*** Record set Section Begins ***

impl IsupMessage {
    pub fn new(mtype: MsgType, cic: u32) -> Self {
        Self { mtype, cic, params: Vec::new() }
    }

    pub fn set_param(&mut self, param: Param, value: impl Into<Bytes>) -> &mut Self {
        let value = value.into();
        if let Some(slot) = self.params.iter_mut().find(|(p, _)| *p == param) {
            slot.1 = value;
        } else {
            self.params.push((param, value));
        }
        self
    }

    pub fn param(&self, param: Param) -> Option<&Bytes> {
        self.params.iter().find(|(p, _)| *p == param).map(|(_, v)| v)
    }

    pub fn has_param(&self, param: Param) -> bool {
        self.param(param).is_some()
    }

    pub fn params(&self) -> &[(Param, Bytes)] {
        &self.params
    }

    /// Merge parameters from a follow-up segment, never overwriting
    pub fn merge(&mut self, other: &IsupMessage) {
        for (param, value) in &other.params {
            if !self.has_param(*param) {
                self.params.push((*param, value.clone()));
            }
        }
    }

    /// The message announces a follow-up SGM
    pub fn segmentation_follows(&self) -> bool {
        [Param::OPTIONAL_FORWARD_CALL_INDICATORS, Param::OPTIONAL_BACKWARD_CALL_INDICATORS]
            .iter()
            .filter_map(|p| self.param(*p))
            .any(|v| v.first().map(|b| b & SEGMENTATION_FOLLOWS != 0).unwrap_or(false))
    }

    // Typed accessors for the parameters the call engine reads

    pub fn set_called_number(&mut self, digits: &str, nai: u8, plan: u8, inn: bool) -> &mut Self {
        self.set_param(
            Param::CALLED_PARTY_NUMBER,
            encode_number(digits, nai, (plan << 4) | if inn { 0x80 } else { 0 }),
        )
    }

    pub fn called_number(&self) -> Option<String> {
        self.param(Param::CALLED_PARTY_NUMBER).map(|v| decode_number(v))
    }

    pub fn set_subsequent_number(&mut self, digits: &str) -> &mut Self {
        self.set_param(Param::SUBSEQUENT_NUMBER, encode_number(digits, 0, 0))
    }

    pub fn subsequent_number(&self) -> Option<String> {
        self.param(Param::SUBSEQUENT_NUMBER).map(|v| decode_number(v))
    }

    pub fn set_calling_number(
        &mut self,
        digits: &str,
        nai: u8,
        plan: u8,
        presentation: u8,
        screening: u8,
    ) -> &mut Self {
        self.set_param(
            Param::CALLING_PARTY_NUMBER,
            encode_number(
                digits,
                nai,
                (plan << 4) | ((presentation & 0x03) << 2) | (screening & 0x03),
            ),
        )
    }

    pub fn calling_number(&self) -> Option<String> {
        self.param(Param::CALLING_PARTY_NUMBER).map(|v| decode_number(v))
    }

    pub fn set_cause(&mut self, cause: u8) -> &mut Self {
        // Coding standard ITU, location "user"; no diagnostics
        self.set_param(Param::CAUSE_INDICATORS, vec![0x80, 0x80 | (cause & 0x7F)])
    }

    pub fn cause(&self) -> Option<u8> {
        self.param(Param::CAUSE_INDICATORS).and_then(|v| v.get(1)).map(|b| b & 0x7F)
    }

    pub fn set_event(&mut self, event: u8) -> &mut Self {
        self.set_param(Param::EVENT_INFORMATION, vec![event])
    }

    pub fn event_info(&self) -> Option<u8> {
        self.param(Param::EVENT_INFORMATION).and_then(|v| v.first()).copied()
    }

    pub fn set_range_and_status(&mut self, range: u8, status: &[u8]) -> &mut Self {
        let mut v = Vec::with_capacity(1 + status.len());
        v.push(range);
        v.extend_from_slice(status);
        self.set_param(Param::RANGE_AND_STATUS, v)
    }

    pub fn range(&self) -> Option<u8> {
        self.param(Param::RANGE_AND_STATUS).and_then(|v| v.first()).copied()
    }

    /// Continuity check result from a COT
    pub fn continuity_ok(&self) -> bool {
        self.param(Param::CONTINUITY_INDICATORS)
            .and_then(|v| v.first())
            .map(|b| b & 0x01 != 0)
            .unwrap_or(false)
    }

    /// Name-value view handed to the host with call events
    pub fn to_params(&self) -> HashMap<String, String> {
        let mut map = HashMap::new();
        map.insert("message".to_string(), self.mtype.name().to_string());
        map.insert("cic".to_string(), self.cic.to_string());
        if let Some(called) = self.called_number() {
            map.insert("called".to_string(), called);
        }
        if let Some(calling) = self.calling_number() {
            map.insert("caller".to_string(), calling);
        }
        if let Some(cause) = self.cause() {
            map.insert("cause".to_string(), cause.to_string());
        }
        if let Some(event) = self.event_info() {
            map.insert("event".to_string(), event.to_string());
        }
        map
    }

    pub fn encode(&self, dialect: IsupDialect) -> Result<Bytes, IsupError> {
        let (fixed, variable) = layout(self.mtype);
        let mut buf = BytesMut::with_capacity(64);

        let cic = self.cic & dialect.cic_mask();
        for i in 0..dialect.cic_octets() {
            buf.put_u8(((cic >> (8 * i)) & 0xFF) as u8);
        }
        buf.put_u8(self.mtype as u8);

        for (param, size) in fixed {
            let value = self.param(*param).ok_or(IsupError::MissingMandatory(param.0))?;
            if value.len() != *size {
                return Err(IsupError::BadParameterLength(param.0));
            }
            buf.put_slice(value);
        }

        // Variable mandatory pointers then the optional pointer
        let mandatory: Vec<&Bytes> = variable
            .iter()
            .map(|p| self.param(*p).ok_or(IsupError::MissingMandatory(p.0)))
            .collect::<Result<_, _>>()?;
        for value in &mandatory {
            if value.is_empty() {
                return Err(IsupError::MissingMandatory(0));
            }
        }
        let optional: Vec<&(Param, Bytes)> = self
            .params
            .iter()
            .filter(|(p, _)| {
                !fixed.iter().any(|(f, _)| f == p) && !variable.contains(p)
            })
            .collect();

        let pointer_count = variable.len() + 1;
        // Offset of each variable parameter from its own pointer octet
        let mut offset = pointer_count;
        for (i, value) in mandatory.iter().enumerate() {
            buf.put_u8((offset - i) as u8);
            offset += 1 + value.len();
        }
        if optional.is_empty() {
            buf.put_u8(0);
        } else {
            buf.put_u8((offset - variable.len()) as u8);
        }
        for value in &mandatory {
            buf.put_u8(value.len() as u8);
            buf.put_slice(value);
        }
        if !optional.is_empty() {
            for (param, value) in &optional {
                buf.put_u8(param.0);
                buf.put_u8(value.len() as u8);
                buf.put_slice(value);
            }
            buf.put_u8(Param::END_OF_PARAMETERS.0);
        }
        Ok(buf.freeze())
    }

    pub fn decode(dialect: IsupDialect, data: &Bytes) -> Result<Self, IsupError> {
        let cic_octets = dialect.cic_octets();
        if data.len() < cic_octets + 1 {
            return Err(IsupError::Underflow);
        }
        let mut cic: u32 = 0;
        for i in 0..cic_octets {
            cic |= (data[i] as u32) << (8 * i);
        }
        cic &= dialect.cic_mask();
        let type_byte = data[cic_octets];
        let mtype = MsgType::from_u8(type_byte).ok_or(IsupError::UnknownMessage(type_byte))?;
        let (fixed, variable) = layout(mtype);

        let mut msg = IsupMessage::new(mtype, cic);
        let mut pos = cic_octets + 1;
        for (param, size) in fixed {
            if pos + size > data.len() {
                return Err(IsupError::MissingMandatory(param.0));
            }
            msg.set_param(*param, data.slice(pos..pos + size));
            pos += size;
        }

        // Pointer area
        let pointer_count = variable.len() + 1;
        if pos + pointer_count > data.len() {
            return Err(IsupError::Underflow);
        }
        for (i, param) in variable.iter().enumerate() {
            let ptr = data[pos + i] as usize;
            if ptr == 0 {
                return Err(IsupError::MissingMandatory(param.0));
            }
            let at = pos + i + ptr;
            if at >= data.len() {
                return Err(IsupError::MissingMandatory(param.0));
            }
            let len = data[at] as usize;
            if len == 0 {
                return Err(IsupError::MissingMandatory(param.0));
            }
            if at + 1 + len > data.len() {
                return Err(IsupError::BadParameterLength(param.0));
            }
            msg.set_param(*param, data.slice(at + 1..at + 1 + len));
        }
        let opt_ptr = data[pos + variable.len()] as usize;
        if opt_ptr > 0 {
            let mut at = pos + variable.len() + opt_ptr;
            loop {
                if at >= data.len() {
                    break;
                }
                let code = data[at];
                if code == Param::END_OF_PARAMETERS.0 {
                    break;
                }
                if at + 1 >= data.len() {
                    return Err(IsupError::BadParameterLength(code));
                }
                let len = data[at + 1] as usize;
                if at + 2 + len > data.len() {
                    return Err(IsupError::BadParameterLength(code));
                }
                msg.set_param(Param(code), data.slice(at + 2..at + 2 + len));
                at += 2 + len;
            }
        }
        Ok(msg)
    }
}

*** Record set Section Ends ***

Action item:
Up to and including the line that holds "let value = value.into();", reproduce the records above exactly from their first line, and give nothing else.

Result:
impl IsupMessage {
    pub fn new(mtype: MsgType, cic: u32) -> Self {
        Self { mtype, cic, params: Vec::new() }
    }

    pub fn set_param(&mut self, param: Param, value: impl Into<Bytes>) -> &mut Self {
        let value = value.into();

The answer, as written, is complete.